• _What you are asked to do_
Restrict the output to the lines below starting at the one that contains "pub mod worker_config;" and ending at the one that contains "pub use worker_config::WorkerConfig;", and restate them word for word, both ends included.

[Records contained in a dataset]
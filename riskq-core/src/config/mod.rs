pub mod aggregation_config;
pub mod cache_config;
pub mod charts_config;
pub mod defaults;
pub mod observability_config;
pub mod persistence_config;
pub mod report_config;
pub mod worker_config;

use std::path::Path;

use serde::{Deserialize, Serialize};

pub use aggregation_config::AggregationConfig;
pub use cache_config::CacheConfig;
pub use charts_config::ChartsConfig;
pub use observability_config::ObservabilityConfig;
pub use persistence_config::PersistenceConfig;
pub use report_config::ReportConfig;
pub use worker_config::WorkerConfig;

use crate::errors::ConfigError;

/// Top-level configuration aggregating every subsystem section.
/// Every section falls back to its defaults when absent.
#[derive(Debug, Clone, Default, Serialize, Deserialize)]
#[serde(default)]
pub struct RiskqConfig {
    pub aggregation: AggregationConfig,
    pub persistence: PersistenceConfig,
    pub worker: WorkerConfig,
    pub charts: ChartsConfig,
    pub report: ReportConfig,
    pub cache: CacheConfig,
    pub observability: ObservabilityConfig,
}

impl RiskqConfig {
    /// Parse and validate a TOML document. Missing keys keep their defaults.
    pub fn from_toml(toml_str: &str) -> Result<Self, ConfigError> {
        let config: Self = toml::from_str(toml_str).map_err(|e| ConfigError::ParseError {
            path: "<inline>".to_string(),
            message: e.to_string(),
        })?;
        config.validate()?;
        Ok(config)
    }

    /// Load and validate a TOML config file.
    pub fn load(path: impl AsRef<Path>) -> Result<Self, ConfigError> {
        let path = path.as_ref();
        let display = path.display().to_string();
        let content = std::fs::read_to_string(path).map_err(|_| ConfigError::FileNotFound {
            path: display.clone(),
        })?;
        let config: Self = toml::from_str(&content).map_err(|e| ConfigError::ParseError {
            path: display,
            message: e.to_string(),
        })?;
        config.validate()?;
        Ok(config)
    }

    /// Reject values no subsystem can work with.
    pub fn validate(&self) -> Result<(), ConfigError> {
        let agg = &self.aggregation;
        if agg.consensus_tolerance.is_nan() || agg.consensus_tolerance < 0.0 {
            return Err(invalid(
                "aggregation.consensus_tolerance",
                format!("must be >= 0, got {}", agg.consensus_tolerance),
            ));
        }
        let weights = [
            ("aggregation.human_weight", agg.human_weight),
            ("aggregation.societal_weight", agg.societal_weight),
            ("aggregation.environmental_weight", agg.environmental_weight),
            ("aggregation.financial_weight", agg.financial_weight),
        ];
        for (field, weight) in weights {
            if weight.is_nan() || weight < 0.0 {
                return Err(invalid(field, format!("must be >= 0, got {weight}")));
            }
        }
        if agg.total_weight() <= 0.0 {
            return Err(invalid(
                "aggregation",
                "dimension weights must sum to a positive number".to_string(),
            ));
        }

        if self.worker.queue_capacity == 0 {
            return Err(invalid("worker.queue_capacity", "must be > 0".to_string()));
        }

        let charts = &self.charts;
        if charts.left_inset < 0.0 || charts.right_inset < 0.0 {
            return Err(invalid("charts", "insets must be >= 0".to_string()));
        }
        if charts.left_inset + charts.right_inset >= charts.track_width {
            return Err(invalid(
                "charts.track_width",
                format!(
                    "track width {} leaves no room between insets {} and {}",
                    charts.track_width, charts.left_inset, charts.right_inset
                ),
            ));
        }

        if self.report.blocks_per_page == 0 {
            return Err(invalid("report.blocks_per_page", "must be > 0".to_string()));
        }

        if self.cache.max_entries == 0 {
            return Err(invalid("cache.max_entries", "must be > 0".to_string()));
        }

        Ok(())
    }
}

fn invalid(field: &str, message: String) -> ConfigError {
    ConfigError::InvalidValue {
        field: field.to_string(),
        message,
    }
}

• _Answer to this task_
pub mod worker_config;

use std::path::Path;

use serde::{Deserialize, Serialize};

pub use aggregation_config::AggregationConfig;
pub use cache_config::CacheConfig;
pub use charts_config::ChartsConfig;
pub use observability_config::ObservabilityConfig;
pub use persistence_config::PersistenceConfig;
pub use report_config::ReportConfig;
pub use worker_config::WorkerConfig;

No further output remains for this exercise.